The Storm of War - Andrew Roberts [158]
Sinking lifeboats was common practice among the Japanese, as was shooting survivors in the water. After the Japanese submarine I-26 torpedoed the American Liberty ship Richard Hovey in March 1943, two days out of Bombay sailing towards the Suez Canal, it surfaced and opened up its 20mm anti-aircraft cannon into her small boats and rafts, and then rammed them. Lieutenant Harry Goudy recalled that the Japanese on deck ‘were laughing and seemed to get quite a bit of sport out of our predicament’. These criminal actions were also being filmed.60
Similar treatment was meted out to the crew of the American Liberty ship Jean Nicolet on her way to Calcutta from California in July 1944. William Musser, a seventeen-year-old mess-room steward, was hauled up on to the Japanese submarine that had sunk his ship, and was ‘immediately frogmarched towards the bows between two Japanese sailors. Suddenly, one of his captors turned and struck Musser a savage blow across his skull with a length of steel pipe. The Japanese laughed as Musser staggered about concussed and terrified. Taking careful aim with a pistol, the same Japanese pulled the trigger and blew the American boy’s brains out. Musser’s body was then kicked over the side like a bag of refuse.’61 Ordinary Seaman Richard Kean, aged nineteen, was stripped of valuables and his lifejacket and had his hands tied behind his back. Before he got to the bow of the ship a Japanese sailor bayoneted him in the stomach, as another smashed a rifle butt down on the back of his head. His body was also kicked overboard.
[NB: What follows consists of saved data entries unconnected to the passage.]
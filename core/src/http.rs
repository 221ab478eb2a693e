//! HTTP request and response types described as plain data.
//!
//! # Design
//! The request builder produces `HttpRequest` values and the normalizer
//! consumes `HttpResponse` values; neither touches the network. Only a
//! `Transport` implementation performs I/O, so everything between catalog
//! lookup and response classification stays deterministic and can be
//! asserted on directly in tests.
//!
//! All fields use owned types (`String`, `Vec`) so descriptors can be
//! recorded, compared and replayed without lifetime concerns.

use std::fmt;

use serde::Deserialize;

/// HTTP method for a request.
#[derive(Debug, Clone, Copy, PartialEq, Eq, Hash, Deserialize)]
#[serde(rename_all = "UPPERCASE")]
pub enum HttpMethod {
    Get,
    Post,
    Put,
    Delete,
    Patch,
}

impl HttpMethod {
    pub fn as_str(self) -> &'static str {
        match self {
            HttpMethod::Get => "GET",
            HttpMethod::Post => "POST",
            HttpMethod::Put => "PUT",
            HttpMethod::Delete => "DELETE",
            HttpMethod::Patch => "PATCH",
        }
    }

    /// GET and DELETE never carry a body; body parameters declared for
    /// them are folded into the query string instead.
    pub fn carries_body(self) -> bool {
        !matches!(self, HttpMethod::Get | HttpMethod::Delete)
    }

    /// Only GET is retried automatically.
    pub fn is_retry_safe(self) -> bool {
        self == HttpMethod::Get
    }
}

impl fmt::Display for HttpMethod {
    fn fmt(&self, f: &mut fmt::Formatter<'_>) -> fmt::Result {
        f.write_str(self.as_str())
    }
}

/// A fully resolved HTTP request.
///
/// Built by `RequestBuilder::build`. A `Transport` adds authentication and
/// default headers when it executes the request; `headers` here holds only
/// what the operation itself requires.
#[derive(Debug, Clone, PartialEq, Eq)]
pub struct HttpRequest {
    pub method: HttpMethod,
    pub url: String,
    pub headers: Vec<(String, String)>,
    pub body: Option<String>,
}

impl HttpRequest {
    /// The query string of `url`, without the leading `?`.
    pub fn query(&self) -> Option<&str> {
        self.url.split_once('?').map(|(_, query)| query)
    }
}

/// An HTTP response described as plain data.
#[derive(Debug, Clone)]
pub struct HttpResponse {
    pub status: u16,
    pub headers: Vec<(String, String)>,
    pub body: String,
}

impl HttpResponse {
    /// Case-insensitive header lookup.
    pub fn header(&self, name: &str) -> Option<&str> {
        self.headers
            .iter()
            .find(|(key, _)| key.eq_ignore_ascii_case(name))
            .map(|(_, value)| value.as_str())
    }

    pub fn is_success(&self) -> bool {
        (200..300).contains(&self.status)
    }
}
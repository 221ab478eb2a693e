//! Error types for the companies API client.
//!
//! # Design
//! Every failure is classified. Argument and catalog errors
//! (`UnknownOperation`, `MissingParameter`, `UnknownParameter`,
//! `InvalidFilter`, `InvalidArgument`) are produced before any request is
//! sent. Remote failures keep the operation id, the HTTP status and the raw
//! body so a caller can diagnose them without re-running with tracing on.

use std::time::Duration;

use thiserror::Error;

type BoxError = Box<dyn std::error::Error + Send + Sync + 'static>;

/// Coarse classification of an `ApiError`, convenient for matching.
#[derive(Debug, Clone, Copy, PartialEq, Eq, Hash)]
pub enum ErrorKind {
    UnknownOperation,
    MissingParameter,
    UnknownParameter,
    InvalidFilter,
    InvalidArgument,
    Config,
    Auth,
    Validation,
    NotFound,
    RateLimited,
    Server,
    Timeout,
    Network,
    Decode,
}

/// Errors returned by `CompaniesClient` and its building blocks.
#[derive(Debug, Error)]
pub enum ApiError {
    #[error("unknown operation `{0}`")]
    UnknownOperation(String),

    #[error("{operation}: missing required parameter `{name}`")]
    MissingParameter { operation: String, name: String },

    #[error("{operation}: unknown parameter `{name}`")]
    UnknownParameter { operation: String, name: String },

    #[error("invalid filter: {0}")]
    InvalidFilter(String),

    #[error("{operation}: invalid argument `{name}`: {message}")]
    InvalidArgument { operation: String, name: String, message: String },

    /// Client construction failed (missing token, bad base URL, broken catalog).
    #[error("configuration error: {0}")]
    Config(String),

    /// 401 or 403.
    #[error("{operation}: authentication failed (HTTP {status}): {message}")]
    Auth { operation: String, status: u16, message: String, body: String },

    /// Any 4xx not covered by a more specific variant.
    #[error("{operation}: request rejected (HTTP {status}): {message}")]
    Validation { operation: String, status: u16, message: String, body: String },

    #[error("{operation}: not found: {message}")]
    NotFound { operation: String, message: String, body: String },

    #[error("{operation}: rate limited{}", .retry_after.map(|d| format!(", retry after {}s", d.as_secs())).unwrap_or_default())]
    RateLimited { operation: String, retry_after: Option<Duration>, body: String },

    #[error("{operation}: server error (HTTP {status}): {message}")]
    Server { operation: String, status: u16, message: String, body: String },

    #[error("{operation}: timed out after {}ms", .timeout.as_millis())]
    Timeout { operation: String, timeout: Duration },

    /// The request never produced a response. `attempts` counts every try,
    /// including retries; `source` is the last underlying failure.
    #[error("{operation}: network failure after {attempts} attempt(s): {source}")]
    Network {
        operation: String,
        attempts: u32,
        #[source]
        source: BoxError,
    },

    #[error("{operation}: undecodable response (HTTP {status}): {message}")]
    Decode { operation: String, status: u16, message: String, body: String },
}

impl ApiError {
    pub fn kind(&self) -> ErrorKind {
        match self {
            ApiError::UnknownOperation(_) => ErrorKind::UnknownOperation,
            ApiError::MissingParameter { .. } => ErrorKind::MissingParameter,
            ApiError::UnknownParameter { .. } => ErrorKind::UnknownParameter,
            ApiError::InvalidFilter(_) => ErrorKind::InvalidFilter,
            ApiError::InvalidArgument { .. } => ErrorKind::InvalidArgument,
            ApiError::Config(_) => ErrorKind::Config,
            ApiError::Auth { .. } => ErrorKind::Auth,
            ApiError::Validation { .. } => ErrorKind::Validation,
            ApiError::NotFound { .. } => ErrorKind::NotFound,
            ApiError::RateLimited { .. } => ErrorKind::RateLimited,
            ApiError::Server { .. } => ErrorKind::Server,
            ApiError::Timeout { .. } => ErrorKind::Timeout,
            ApiError::Network { .. } => ErrorKind::Network,
            ApiError::Decode { .. } => ErrorKind::Decode,
        }
    }

    /// HTTP status of the response that caused the error, if there was one.
    pub fn status(&self) -> Option<u16> {
        match self {
            ApiError::Auth { status, .. }
            | ApiError::Validation { status, .. }
            | ApiError::Server { status, .. }
            | ApiError::Decode { status, .. } => Some(*status),
            ApiError::NotFound { .. } => Some(404),
            ApiError::RateLimited { .. } => Some(429),
            _ => None,
        }
    }

    /// Raw response body, for diagnostics.
    pub fn body(&self) -> Option<&str> {
        match self {
            ApiError::Auth { body, .. }
            | ApiError::Validation { body, .. }
            | ApiError::NotFound { body, .. }
            | ApiError::RateLimited { body, .. }
            | ApiError::Server { body, .. }
            | ApiError::Decode { body, .. } => Some(body),
            _ => None,
        }
    }

    pub fn operation(&self) -> Option<&str> {
        match self {
            ApiError::UnknownOperation(operation)
            | ApiError::MissingParameter { operation, .. }
            | ApiError::UnknownParameter { operation, .. }
            | ApiError::InvalidArgument { operation, .. }
            | ApiError::Auth { operation, .. }
            | ApiError::Validation { operation, .. }
            | ApiError::NotFound { operation, .. }
            | ApiError::RateLimited { operation, .. }
            | ApiError::Server { operation, .. }
            | ApiError::Timeout { operation, .. }
            | ApiError::Network { operation, .. }
            | ApiError::Decode { operation, .. } => Some(operation),
            ApiError::InvalidFilter(_) | ApiError::Config(_) => None,
        }
    }

    pub fn retry_after(&self) -> Option<Duration> {
        match self {
            ApiError::RateLimited { retry_after, .. } => *retry_after,
            _ => None,
        }
    }

    /// Whether repeating the same call later could succeed.
    pub fn is_retryable(&self) -> bool {
        matches!(
            self.kind(),
            ErrorKind::RateLimited | ErrorKind::Server | ErrorKind::Timeout | ErrorKind::Network
        )
    }
}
The other prisoners then had to hear a harangue from the captain, who told them, ‘Let this be a lesson to you that Americans are weak. You must realize that Japan will rule the world,’ and so on. From then on, Americans were dragged off the deck individually down the hatch into the submarine. ‘The night air was soon rent with screams of agony and the sounds of violence,’ the Tokyo War Crimes Tribunal was told, ‘as the terrified survivors suffered untold mental anguish waiting to be snatched and led to an unknown fate.’ On deck, the Japanese formed two lines, whereupon the Americans were forced to run the gauntlet, being hit with metal bars, rifle butts and lengths of chain, and slashed with bayonets and knives. Anyone still alive at the end of the line faced a large sailor ‘whose job it was to lunge his bayonet deep into the bleeding and bruised Americans and heave them bodily over the side like a man heaving hay with a pitchfork’.62
Astonishingly, two men somehow survived this process. Assistant Engineer Pyle was cut with a sword but managed to fall into the sea, and Able Seaman Butler described how ‘One tried to kick me in the stomach, another hit me over the head with an iron pipe, another cut me over the eye with a sabre,’ but he too managed to release his hands and jump overboard. With thirty others tied up, the submarine’s diving klaxon then sounded and the Japanese rushed down into the bowels of the vessel, slamming the hatches shut behind them. One American sailor who had secreted a penknife managed to free several of his comrades before the submarine dived; all the rest drowned.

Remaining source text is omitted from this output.